Yea man.. fans are not only for temp... they also help by bringing in fresh air co2 that the plants need... without it they are eating stale crap all day.. instead of fresh clean air..


----------



## Kupunakane

Yep, I'm thinking I am going to learn a **** load of info, in the first couple of hours running the setup. What do you know personally about odor control. I got to thinking, the last thing I need is a K-9 unit driving up and down the streets and a dog going woof as they pass my place, not a good thing. Oh yeah another question for ya too, here it is, fall gets kinda chilly, not to mention winter, Do you need to pre heat the incoming air ? you know when it does turn cold ? because I'm thinking that it can't be good to hit your babys with a hard slap of cold air as it comes in through the vent holes.
smoke in peace
KingKahuuna


----------



## RatherBBurnin

Well Odor isnt really a huge problem until you get to flowering.. but you made that nice box.. once i make my carbon or charcoal filter ill post the DIY... but it can help get rid of the smell... as for the winter time... it really depends on how cold it  gets in your garage.... it might be a good thing and allow you to keep your light good and close.. or it could be too cold.. if it is too cold..a simple space heater or heated fan into some metal ducting into the room could solve the problem.. 

its really about the temp inside the grow room.. not soo much outside...


----------



## Stoney Bud

KingKahuuna said:
			
		

> the last thing I need is a K-9 unit driving up and down the streets and a dog going woof as they pass my place


 
I want you to know I got a great laugh outta that one man. Why? Because I've worried about the same exact thing.

Cop driving by....dog starts whining....gets near my house....dog starts climbing on window that faces my house and barking....cop stopping.....

That's the stuff nightmares are made of.

Hehehe, hasn't happened yet. I know most of the people on my street and on a good night, you can smell weed from all over my entire neighborhood...a couple of them walk right down the street smoking a J.

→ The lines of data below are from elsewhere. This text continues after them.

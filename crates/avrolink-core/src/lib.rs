//! # Avrolink Core
//!
//! Building blocks shared by Avrolink producers and consumers.
//!
//! This crate provides the pieces that do not talk to the network:
//!
//! - [`AvroCodec`] - Schema text compiled into a reusable encoder/decoder
//! - [`Envelope`] - Wire framing (magic byte + big-endian schema id + payload)
//! - [`Properties`] - Client property-file loader
//!
//! ## Example
//!
//! ```rust
//! use avrolink_core::{AvroCodec, Envelope};
//! use serde_json::json;
//!
//! let codec = AvroCodec::compile(r#"{
//!     "type": "record",
//!     "name": "Order",
//!     "fields": [{"name": "id", "type": "string"}]
//! }"#)?;
//!
//! let payload = codec.encode_json(&json!({"id": "order-1"}))?;
//! let record = Envelope::encode(100_001, &payload);
//!
//! let envelope = Envelope::decode(&record)?;
//! assert_eq!(envelope.schema_id, 100_001);
//! assert_eq!(codec.decode_json(envelope.payload)?, json!({"id": "order-1"}));
//! # Ok::<(), avrolink_core::Error>(())
//! ```

#![forbid(unsafe_code)]
#![warn(missing_docs)]

pub mod codec;
pub mod envelope;
pub mod error;
pub mod properties;


// Re-export main types at crate root
pub use codec::AvroCodec;
pub use envelope::{Envelope, EnvelopeRef};
pub use error::{Error, Result};
pub use properties::Properties;

/// Re-exported Avro value type used by [`AvroCodec`].
pub use apache_avro::types::Value;
//! Schema Registry client.
//!
//! This module provides the main client interface for resolving schema ids to
//! codecs (consumer path) and registering schemas under subjects (producer
//! path).

use std::sync::Arc;

use avrolink_core::AvroCodec;
use reqwest::header::{HeaderMap, HeaderValue, AUTHORIZATION, CONTENT_TYPE};
use reqwest::Method;
use serde::{Deserialize, Serialize};

use crate::cache::SchemaCache;
use crate::config::{Credentials, RegistryConfig};
use crate::error::{RegistryError, Result};
use crate::transport::{self, HttpTransport, RegistryRequest, Transport};

#[derive(Debug, Deserialize)]
struct SchemaResponse {
    schema: String,
}

#[derive(Debug, Serialize)]
struct SchemaRequest<'a> {
    schema: &'a str,
}

#[derive(Debug, Deserialize)]
struct IdResponse {
    id: u32,
}

/// Caching client for a Confluent-compatible Schema Registry.
///
/// One instance is meant to be shared (behind an [`Arc`]) by every producer
/// and consumer loop in a process. Configure it first with
/// [`set_credentials`](Self::set_credentials) and
/// [`enable_caching`](Self::enable_caching). Once shared, the configuration is
/// frozen.
///
/// Nothing is retried. Every failure is returned to the caller and leaves the
/// cache untouched.
#[derive(Debug)]
pub struct RegistryClient {
    config: RegistryConfig,
    transport: Arc<dyn Transport>,
    cache: SchemaCache,
}

impl RegistryClient {
    /// Creates a new registry client with the given configuration.
    ///
    /// # Errors
    ///
    /// Returns an error if the URL is invalid or the HTTP client cannot be
    /// created.
    ///
    /// # Examples
    ///
    /// ```no_run
    /// use avrolink_registry::{RegistryClient, RegistryConfig};
    ///
    /// let config = RegistryConfig::new("https://registry.example.com");
    /// let client = RegistryClient::new(config)?;
    /// # Ok::<(), avrolink_registry::RegistryError>(())
    /// ```
    pub fn new(config: RegistryConfig) -> Result<Self> {
        let transport = HttpTransport::new(&config)?;
        Ok(Self::with_transport(config, Arc::new(transport)))
    }

    /// Creates a client that sends requests through the given transport.
    #[must_use]
    pub fn with_transport(config: RegistryConfig, transport: Arc<dyn Transport>) -> Self {
        Self {
            config,
            transport,
            cache: SchemaCache::new(),
        }
    }

    /// Returns the registry configuration.
    #[must_use]
    pub const fn config(&self) -> &RegistryConfig {
        &self.config
    }

    /// Returns the client's cache.
    #[must_use]
    pub const fn cache(&self) -> &SchemaCache {
        &self.cache
    }

    /// Sets the basic authentication credentials sent with every request.
    pub fn set_credentials(&mut self, username: impl Into<String>, password: impl Into<String>) {
        self.config.credentials = Some(Credentials::new(username, password));
    }

    /// Removes credentials; later requests are unauthenticated.
    pub fn clear_credentials(&mut self) {
        self.config.credentials = None;
    }

    /// Turns caching on or off for later calls.
    ///
    /// Entries already cached are kept, but are not consulted while caching is
    /// off.
    pub fn enable_caching(&mut self, enabled: bool) {
        self.config.caching = enabled;
    }

    /// Returns `true` if caching is enabled.
    #[must_use]
    pub const fn is_caching_enabled(&self) -> bool {
        self.config.caching
    }

    /// Resolves a schema id to a compiled codec.
    ///
    /// With caching enabled, a repeat lookup returns the same codec instance
    /// without a network call.
    ///
    /// # Errors
    ///
    /// - [`RegistryError::Transport`] if the registry cannot be reached in time.
    /// - [`RegistryError::Registry`] for a non-2xx answer; an unknown id has
    ///   `status == 404` (see [`RegistryError::is_not_found`]).
    /// - [`RegistryError::Serialization`] if the response is not the expected JSON.
    /// - [`RegistryError::Compile`] if the returned schema text is invalid.
    pub async fn get_schema(&self, id: u32) -> Result<Arc<AvroCodec>> {
        if self.config.caching {
            if let Some(codec) = self.cache.schema(id) {
                tracing::debug!(id, "Schema cache hit");
                return Ok(codec);
            }
            tracing::debug!(id, "Schema cache miss");
        }

        let id_segment = id.to_string();
        let request = RegistryRequest::new(Method::GET, ["schemas", "ids", id_segment.as_str()]);
        let body = self.call(request).await?;

        let response: SchemaResponse = serde_json::from_slice(&body)?;
        let codec = AvroCodec::compile(response.schema)
            .map_err(|source| RegistryError::Compile { source })?;
        let codec = Arc::new(codec);

        if self.config.caching {
            return Ok(self.cache.put_schema(id, codec));
        }

        Ok(codec)
    }

    /// Registers schema text under a subject and returns its schema id.
    ///
    /// The registry returns the existing id when the same schema is already
    /// registered, so this is safe to call on every producer start.
    ///
    /// With caching enabled, a subject that was registered once returns the
    /// cached id without a network call, even if `schema_text` differs or the
    /// subject's latest version has since changed in the registry.
    ///
    /// # Errors
    ///
    /// Same as [`get_schema`](Self::get_schema), minus the compile step.
    pub async fn create_subject(&self, subject: &str, schema_text: &str) -> Result<u32> {
        if self.config.caching {
            if let Some(id) = self.cache.subject(subject) {
                tracing::debug!(subject, id, "Subject cache hit");
                return Ok(id);
            }
            tracing::debug!(subject, "Subject cache miss");
        }

        let payload = serde_json::to_vec(&SchemaRequest {
            schema: schema_text,
        })?;
        let request = RegistryRequest::new(Method::POST, ["subjects", subject, "versions"])
            .with_body(payload);
        let body = self.call(request).await?;

        let IdResponse { id } = serde_json::from_slice(&body)?;
        tracing::info!(subject, id, "Registered schema");

        if self.config.caching {
            self.cache.put_subject(subject, id);
        }

        Ok(id)
    }

    /// Sends one request with auth and content type attached, bounded by the
    /// configured timeout.
    async fn call(&self, request: RegistryRequest) -> Result<Vec<u8>> {
        let request = request.with_headers(self.request_headers()?);
        let path = request.path();
        tracing::debug!(method = %request.method, path = %path, "Sending registry request");

        let response = tokio::time::timeout(self.config.timeout, self.transport.send(request))
            .await
            .map_err(|_| RegistryError::Transport {
                url: format!("{}{path}", self.config.url),
                message: format!("request timed out after {:?}", self.config.timeout),
                timed_out: true,
                source: None,
            })??;

        response.into_body()
    }

    /// Creates the headers sent with every request.
    fn request_headers(&self) -> Result<HeaderMap> {
        let mut headers = HeaderMap::new();
        headers.insert(CONTENT_TYPE, HeaderValue::from_static(transport::CONTENT_TYPE));

        if let Some(Credentials { username, password }) = &self.config.credentials {
            let credentials = base64::Engine::encode(
                &base64::engine::general_purpose::STANDARD,
                format!("{username}:{password}"),
            );
            headers.insert(
                AUTHORIZATION,
                HeaderValue::from_str(&format!("Basic {credentials}")).map_err(|_| {
                    RegistryError::InvalidCredentials {
                        message: "Credentials cannot be encoded as a header".to_string(),
                    }
                })?,
            );
        }

        Ok(headers)
    }
}
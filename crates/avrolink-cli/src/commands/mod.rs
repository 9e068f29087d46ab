//! CLI commands and argument parsing.

pub mod decode;
pub mod encode;
pub mod register;
pub mod schema;

use std::path::PathBuf;
use std::time::Duration;

use anyhow::{Context, Result};
use clap::{Args, Parser, Subcommand};

use avrolink_core::properties::{
    SCHEMA_REGISTRY_PASSWORD, SCHEMA_REGISTRY_URL, SCHEMA_REGISTRY_USERNAME,
};
use avrolink_core::Properties;
use avrolink_registry::{Credentials, RegistryClient, RegistryConfig};

/// Avrolink - Schema Registry tooling for Avro records
#[derive(Parser)]
#[command(name = "avrolink")]
#[command(author, version, about, long_about = None)]
pub struct Cli {
    #[command(subcommand)]
    pub command: Commands,
}

/// Available commands.
#[derive(Subcommand)]
pub enum Commands {
    /// Fetch a schema by id
    Schema(schema::SchemaArgs),

    /// Register a schema under a subject
    Register(register::RegisterArgs),

    /// Encode a JSON record into an enveloped Avro payload
    Encode(encode::EncodeArgs),

    /// Decode an enveloped Avro payload into JSON
    Decode(decode::DecodeArgs),

    /// Print version information
    Version,
}

/// Registry connection options shared by every networked command.
#[derive(Args, Debug, Clone)]
pub struct RegistryArgs {
    /// Registry URL (e.g., `<https://registry.example.com>`)
    #[arg(short, long, env = "AVROLINK_REGISTRY_URL")]
    pub registry: Option<String>,

    /// Username (API key) for basic authentication
    #[arg(short, long, env = "AVROLINK_REGISTRY_USERNAME")]
    pub username: Option<String>,

    /// Password (API secret) for basic authentication
    #[arg(long, env = "AVROLINK_REGISTRY_PASSWORD", hide_env_values = true)]
    pub password: Option<String>,

    /// Client properties file; flags take precedence over its values
    #[arg(short, long)]
    pub config: Option<PathBuf>,

    /// Request timeout in milliseconds
    #[arg(long, default_value = "2000")]
    pub timeout_ms: u64,
}

impl RegistryArgs {
    /// Resolves flags and the optional properties file into a client config.
    pub fn to_config(&self) -> Result<RegistryConfig> {
        let properties = match &self.config {
            Some(path) => Properties::load(path)
                .with_context(|| format!("Failed to load properties from {}", path.display()))?,
            None => Properties::new(),
        };

        let url = self
            .registry
            .as_deref()
            .or_else(|| properties.get(SCHEMA_REGISTRY_URL))
            .context("No registry URL given (use --registry or schema.registry.url)")?;

        let mut config =
            RegistryConfig::new(url).with_timeout(Duration::from_millis(self.timeout_ms));
        if let Some(credentials) = determine_credentials(self, &properties)? {
            config = config.with_credentials(credentials);
        }

        Ok(config)
    }

    /// Builds a registry client from these options.
    pub fn client(&self) -> Result<RegistryClient> {
        let config = self.to_config()?;
        RegistryClient::new(config).context("Failed to create registry client")
    }
}

/// Picks credentials from flags first, then from the properties file.
fn determine_credentials(
    args: &RegistryArgs,
    properties: &Properties,
) -> Result<Option<Credentials>> {
    let username = args
        .username
        .as_deref()
        .or_else(|| properties.get(SCHEMA_REGISTRY_USERNAME));
    let password = args
        .password
        .as_deref()
        .or_else(|| properties.get(SCHEMA_REGISTRY_PASSWORD));

    match (username, password) {
        (Some(username), Some(password)) => Ok(Some(Credentials::new(username, password))),
        (None, None) => Ok(None),
        _ => anyhow::bail!("Both --username and --password are required for basic authentication"),
    }
}

#[cfg(test)]
mod tests {
    use super::*;
    use std::io::Write;

    fn args(registry: Option<&str>) -> RegistryArgs {
        RegistryArgs {
            registry: registry.map(ToString::to_string),
            username: None,
            password: None,
            config: None,
            timeout_ms: 2000,
        }
    }

    fn properties_file(content: &str) -> tempfile::NamedTempFile {
        let mut file = tempfile::NamedTempFile::new().unwrap();
        file.write_all(content.as_bytes()).unwrap();
        file
    }

    #[test]
    fn test_config_from_flags() {
        let mut args = args(Some("http://localhost:8081/"));
        args.username = Some("key".to_string());
        args.password = Some("secret".to_string());
        args.timeout_ms = 250;

        let config = args.to_config().unwrap();

        assert_eq!(config.url, "http://localhost:8081");
        assert_eq!(config.timeout, Duration::from_millis(250));
        assert_eq!(config.credentials, Some(Credentials::new("key", "secret")));
    }

    #[test]
    fn test_config_from_properties_file() {
        let file = properties_file(
            "# Confluent Cloud\n\
             schema.registry.url=https://sr.example.com\n\
             schema.registry.basic.auth.user.info=key:secret\n",
        );
        let mut args = args(None);
        args.config = Some(file.path().to_path_buf());

        let config = args.to_config().unwrap();

        assert_eq!(config.url, "https://sr.example.com");
        assert_eq!(config.credentials, Some(Credentials::new("key", "secret")));
    }

    #[test]
    fn test_flags_override_properties_file() {
        let file = properties_file(
            "schema.registry.url=https://sr.example.com\n\
             schema.registry.basic.auth.user.info=key:secret\n",
        );
        let mut args = args(Some("http://localhost:8081"));
        args.config = Some(file.path().to_path_buf());
        args.username = Some("other".to_string());

        let config = args.to_config().unwrap();

        assert_eq!(config.url, "http://localhost:8081");
        assert_eq!(config.credentials, Some(Credentials::new("other", "secret")));
    }

    #[test]
    fn test_missing_url() {
        let err = args(None).to_config().unwrap_err();
        assert!(err.to_string().contains("No registry URL"));
    }

    #[test]
    fn test_missing_properties_file() {
        let mut args = args(None);
        args.config = Some(PathBuf::from("/nonexistent/client.properties"));
        let err = args.to_config().unwrap_err();
        assert!(err.to_string().contains("Failed to load properties"));
    }

    #[test]
    fn test_partial_credentials_rejected() {
        let mut args = args(Some("http://localhost:8081"));
        args.username = Some("key".to_string());
        assert!(args.to_config().is_err());
    }

    #[test]
    fn test_no_credentials() {
        let config = args(Some("http://localhost:8081")).to_config().unwrap();
        assert!(config.credentials.is_none());
    }

    #[test]
    fn test_parse_schema_command() {
        let cli = Cli::try_parse_from([
            "avrolink",
            "schema",
            "--id",
            "7",
            "--registry",
            "http://localhost:8081",
            "--timeout-ms",
            "500",
        ])
        .unwrap();

        match cli.command {
            Commands::Schema(args) => {
                assert_eq!(args.id, 7);
                assert_eq!(args.registry.timeout_ms, 500);
            }
            _ => panic!("Expected schema command"),
        }
    }

    #[test]
    fn test_parse_rejects_negative_id() {
        assert!(Cli::try_parse_from(["avrolink", "schema", "--id", "-1"]).is_err());
    }
}
//! Register command implementation.
//!
//! Registers a schema file under a subject and prints the assigned id.

use std::path::{Path, PathBuf};

use anyhow::{Context, Result};
use clap::Args;
use tracing::info;

use avrolink_core::AvroCodec;

use super::RegistryArgs;

/// Arguments for the register command.
#[derive(Args, Debug)]
pub struct RegisterArgs {
    /// Subject name (e.g., `orders-value`)
    #[arg(short, long)]
    pub subject: String,

    /// Path to the Avro schema file (`.avsc`)
    #[arg(long)]
    pub schema: PathBuf,

    #[command(flatten)]
    pub registry: RegistryArgs,
}

/// Runs the register command.
///
/// # Errors
///
/// Returns an error if the schema file cannot be read or compiled, or if the
/// registry rejects the registration.
pub async fn run(args: &RegisterArgs) -> Result<()> {
    let codec = read_schema(&args.schema)?;

    info!(
        subject = %args.subject,
        fingerprint = %codec.fingerprint(),
        "Registering schema"
    );

    let client = args.registry.client()?;
    let id = client
        .create_subject(&args.subject, codec.schema_text())
        .await
        .with_context(|| format!("Failed to register schema under '{}'", args.subject))?;

    println!("{id}");
    Ok(())
}

/// Reads and compiles a schema file so bad schemas never reach the registry.
pub(crate) fn read_schema(path: &Path) -> Result<AvroCodec> {
    let schema_text = std::fs::read_to_string(path)
        .with_context(|| format!("Failed to read schema file {}", path.display()))?;
    AvroCodec::compile(schema_text.trim())
        .with_context(|| format!("Invalid schema in {}", path.display()))
}
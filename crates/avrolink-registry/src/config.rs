//! Configuration types for the registry client.

use std::fmt;
use std::time::Duration;

use avrolink_core::properties::{
    SCHEMA_REGISTRY_PASSWORD, SCHEMA_REGISTRY_URL, SCHEMA_REGISTRY_USERNAME,
};
use avrolink_core::Properties;

/// Default request timeout.
///
/// Registry calls sit on producer and consumer hot paths, so the ceiling is
/// short.
pub const DEFAULT_TIMEOUT: Duration = Duration::from_secs(2);

/// Configuration for the registry client.
#[derive(Debug, Clone)]
pub struct RegistryConfig {
    /// Registry base URL (e.g., "<https://registry.example.com>").
    pub url: String,

    /// Basic authentication credentials, if any.
    pub credentials: Option<Credentials>,

    /// Whether resolved schemas and subject ids are cached.
    pub caching: bool,

    /// Request timeout.
    pub timeout: Duration,

    /// User agent string.
    pub user_agent: String,
}

impl RegistryConfig {
    /// Creates a new registry configuration with the given URL.
    ///
    /// Trailing slashes are trimmed so request paths can be appended directly.
    ///
    /// # Examples
    ///
    /// ```
    /// use avrolink_registry::RegistryConfig;
    ///
    /// let config = RegistryConfig::new("https://registry.example.com/");
    /// assert_eq!(config.url, "https://registry.example.com");
    /// assert!(!config.caching);
    /// ```
    #[must_use]
    pub fn new(url: impl Into<String>) -> Self {
        let url: String = url.into();
        Self {
            url: url.trim_end_matches('/').to_string(),
            credentials: None,
            caching: false,
            timeout: DEFAULT_TIMEOUT,
            user_agent: format!("avrolink-registry/{}", env!("CARGO_PKG_VERSION")),
        }
    }

    /// Builds a configuration from client properties.
    ///
    /// Reads `schema.registry.url` and, when both are present, the basic auth
    /// username and password (see [`Properties`] for how they are expanded).
    ///
    /// # Errors
    ///
    /// Returns an error if `schema.registry.url` is missing.
    ///
    /// # Examples
    ///
    /// ```
    /// use avrolink_core::Properties;
    /// use avrolink_registry::RegistryConfig;
    ///
    /// let props = Properties::parse(
    ///     "schema.registry.url=https://sr.example.com\n\
    ///      schema.registry.basic.auth.user.info=key:secret\n",
    /// )?;
    /// let config = RegistryConfig::from_properties(&props)?;
    /// assert_eq!(config.credentials.unwrap().username, "key");
    /// # Ok::<(), avrolink_core::Error>(())
    /// ```
    pub fn from_properties(properties: &Properties) -> avrolink_core::Result<Self> {
        let mut config = Self::new(properties.require(SCHEMA_REGISTRY_URL)?);

        if let (Some(username), Some(password)) = (
            properties.get(SCHEMA_REGISTRY_USERNAME),
            properties.get(SCHEMA_REGISTRY_PASSWORD),
        ) {
            config = config.with_credentials(Credentials::new(username, password));
        }

        Ok(config)
    }

    /// Sets basic authentication credentials.
    #[must_use]
    pub fn with_credentials(mut self, credentials: Credentials) -> Self {
        self.credentials = Some(credentials);
        self
    }

    /// Enables or disables caching.
    #[must_use]
    pub const fn with_caching(mut self, enabled: bool) -> Self {
        self.caching = enabled;
        self
    }

    /// Sets the request timeout.
    #[must_use]
    pub const fn with_timeout(mut self, timeout: Duration) -> Self {
        self.timeout = timeout;
        self
    }

    /// Sets the user agent string.
    #[must_use]
    pub fn with_user_agent(mut self, user_agent: impl Into<String>) -> Self {
        self.user_agent = user_agent.into();
        self
    }
}

/// Username/password pair sent as HTTP basic authentication.
#[derive(Clone, PartialEq, Eq)]
pub struct Credentials {
    /// Username (or API key).
    pub username: String,
    /// Password (or API secret).
    pub password: String,
}

impl Credentials {
    /// Creates a new credential pair.
    ///
    /// # Examples
    ///
    /// ```
    /// use avrolink_registry::Credentials;
    ///
    /// let credentials = Credentials::new("user", "pass");
    /// assert_eq!(credentials.username, "user");
    /// ```
    #[must_use]
    pub fn new(username: impl Into<String>, password: impl Into<String>) -> Self {
        Self {
            username: username.into(),
            password: password.into(),
        }
    }
}

impl fmt::Debug for Credentials {
    fn fmt(&self, f: &mut fmt::Formatter<'_>) -> fmt::Result {
        f.debug_struct("Credentials")
            .field("username", &self.username)
            .field("password", &"<redacted>")
            .finish()
    }
}
//! Error types for Avrolink core operations.
//!
//! This module defines the error types used throughout the `avrolink-core` crate.

use std::path::PathBuf;

use thiserror::Error;

/// Result type alias using [`Error`] as the error type.
pub type Result<T> = std::result::Result<T, Error>;

/// Errors that can occur in Avrolink core operations.
#[derive(Error, Debug)]
pub enum Error {
    /// Schema text could not be compiled into a codec.
    #[error("Failed to compile schema: {source}")]
    SchemaCompile {
        /// Underlying Avro error.
        #[source]
        source: apache_avro::Error,
    },

    /// A value could not be encoded with the codec's schema.
    #[error("Failed to encode value: {reason}")]
    Encode {
        /// Reason for the encoding failure.
        reason: String,
    },

    /// A payload could not be decoded with the codec's schema.
    #[error("Failed to decode payload: {reason}")]
    Decode {
        /// Reason for the decoding failure.
        reason: String,
    },

    /// The bytes do not form a valid wire envelope.
    #[error("Invalid envelope: {reason}")]
    InvalidEnvelope {
        /// Reason the envelope is invalid.
        reason: String,
    },

    /// A properties file could not be read.
    #[error("Failed to read properties from {path}: {source}")]
    PropertiesIo {
        /// Path to the properties file.
        path: PathBuf,
        /// Underlying I/O error.
        #[source]
        source: std::io::Error,
    },

    /// A properties line could not be parsed.
    #[error("Invalid property at line {line}: {reason}")]
    InvalidProperty {
        /// One-based line number.
        line: usize,
        /// Reason the line is invalid.
        reason: String,
    },

    /// A required property is missing.
    #[error("Missing required property: {key}")]
    MissingProperty {
        /// Property key.
        key: String,
    },

    /// Serialization/deserialization error.
    #[error("Serialization error: {0}")]
    Serialization(#[from] serde_json::Error),
}

#[cfg(test)]
mod tests {
    use super::*;

    #[test]
    fn test_error_display_invalid_envelope() {
        let err = Error::InvalidEnvelope {
            reason: "unknown magic byte 0x01".to_string(),
        };
        assert_eq!(err.to_string(), "Invalid envelope: unknown magic byte 0x01");
    }

    #[test]
    fn test_error_display_invalid_property() {
        let err = Error::InvalidProperty {
            line: 3,
            reason: "missing '='".to_string(),
        };
        assert_eq!(err.to_string(), "Invalid property at line 3: missing '='");
    }

    #[test]
    fn test_error_display_missing_property() {
        let err = Error::MissingProperty {
            key: "schema.registry.url".to_string(),
        };
        assert_eq!(
            err.to_string(),
            "Missing required property: schema.registry.url"
        );
    }

    #[test]
    fn test_error_from_serde_json() {
        let json_err = serde_json::from_str::<serde_json::Value>("{").unwrap_err();
        let err: Error = json_err.into();
        assert!(matches!(err, Error::Serialization(_)));
    }
}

Besides, if they give me too much trouble, I'll let Bammers and The Dink lose. The Dink is the fastest cat on the planet. He'd just keep a couple of feet in front of the dog until it died from frustration. hahahahahaha

All 30 of Bammers cat pounds might make a dog think twice. His upper and lower teeth are both an inch and a half long. That's three inches of cat teeth that move slightly faster than a sewing machine needle. Poor dog.


----------



## Kupunakane

WoW, I thought my cat had it all, Sheesh an inch and a half, well come to think of it yeah, seen my cat yawn out a few good stretchs and some those teeth up close, I just don't peeoo him off, and I throw him catnip, ( I swear he would love to roll his catnip), chows it big time, and NO I don't give him pot. I don't think he likes it anyways.
   Here it is, Sanded, Primed, and first coat for the inside is on, I'm seriously going to do this right, down to the last splinter. Maybe I'm too much of a perfectionist ya think ?  NAW, just believe in doing a good job, and I do have my thoughts on the harvest yeahhh.
smoke in peace
KingKahuuna


----------



## Kupunakane

WoW, I thought my cat had it all, Sheesh an inch and a half, well come to think of it yeah, seen my cat yawn out a few good stretchs and some those teeth up close, I just don't peeoo him off, and I throw him catnip, ( I swear he would love to roll his catnip), chows it big time, and NO I don't give him pot. I don't think he likes it anyways.
   Here it is, Sanded, Primed, and first coat for the inside is on, I'm seriously going to do this right, down to the last splinter. Maybe I'm too much of a perfectionist ya think ?  NAW, just believe in doing a good job, and I do have my thoughts on the harvest yeahhh.Sh100046a.jpg
smoke in peace
KingKahuuna


----------



## TheStickyIcky

Looks great thus far.


----------



## Stoney Bud

Yikes KingK,

It never occurred to me to warn you not to paint the bottom a reflective color. The reflection of light to the undersides of the leaf is NOT something you want to do. The plant will think other plants are encroaching on it's territory and will sprint for the sky. This makes the plant s-t-r-e-t-c-h really bad.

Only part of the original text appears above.